## Goal of the exercise
The response must be a precise copy of the records that follow.

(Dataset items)
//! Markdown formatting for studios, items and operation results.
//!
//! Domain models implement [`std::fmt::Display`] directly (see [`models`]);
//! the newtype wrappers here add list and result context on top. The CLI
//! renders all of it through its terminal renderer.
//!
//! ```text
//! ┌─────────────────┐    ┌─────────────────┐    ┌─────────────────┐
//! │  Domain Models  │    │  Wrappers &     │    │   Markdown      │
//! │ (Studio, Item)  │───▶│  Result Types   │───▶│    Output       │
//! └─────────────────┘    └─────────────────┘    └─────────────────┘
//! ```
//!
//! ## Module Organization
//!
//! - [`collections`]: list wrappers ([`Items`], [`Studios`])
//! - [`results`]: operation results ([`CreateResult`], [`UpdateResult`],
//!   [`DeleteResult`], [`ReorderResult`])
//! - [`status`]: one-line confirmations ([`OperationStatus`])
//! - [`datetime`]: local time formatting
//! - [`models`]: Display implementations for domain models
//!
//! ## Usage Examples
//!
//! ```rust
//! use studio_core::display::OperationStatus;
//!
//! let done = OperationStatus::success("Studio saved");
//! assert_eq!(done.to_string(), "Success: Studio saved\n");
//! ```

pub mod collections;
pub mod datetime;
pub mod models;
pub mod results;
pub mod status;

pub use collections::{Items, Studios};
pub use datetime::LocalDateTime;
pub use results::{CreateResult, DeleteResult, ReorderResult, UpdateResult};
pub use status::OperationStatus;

## Response to the task
//! Markdown formatting for studios, items and operation results.
//!
//! Domain models implement [`std::fmt::Display`] directly (see [`models`]);
//! the newtype wrappers here add list and result context on top. The CLI
//! renders all of it through its terminal renderer.
//!
//! ```text
//! ┌─────────────────┐    ┌─────────────────┐    ┌─────────────────┐
//! │  Domain Models  │    │  Wrappers &     │    │   Markdown      │
//! │ (Studio, Item)  │───▶│  Result Types   │───▶│    Output       │
//! └─────────────────┘    └─────────────────┘    └─────────────────┘
//! ```
//!
//! ## Module Organization
//!
//! - [`collections`]: list wrappers ([`Items`], [`Studios`])
//! - [`results`]: operation results ([`CreateResult`], [`UpdateResult`],
//!   [`DeleteResult`], [`ReorderResult`])
//! - [`status`]: one-line confirmations ([`OperationStatus`])
//! - [`datetime`]: local time formatting
//! - [`models`]: Display implementations for domain models
//!
//! ## Usage Examples
//!
//! ```rust
//! use studio_core::display::OperationStatus;
//!
//! let done = OperationStatus::success("Studio saved");
//! assert_eq!(done.to_string(), "Success: Studio saved\n");
//! ```

pub mod collections;
pub mod datetime;
pub mod models;
pub mod results;
pub mod status;

pub use collections::{Items, Studios};
pub use datetime::LocalDateTime;
pub use results::{CreateResult, DeleteResult, ReorderResult, UpdateResult};
pub use status::OperationStatus;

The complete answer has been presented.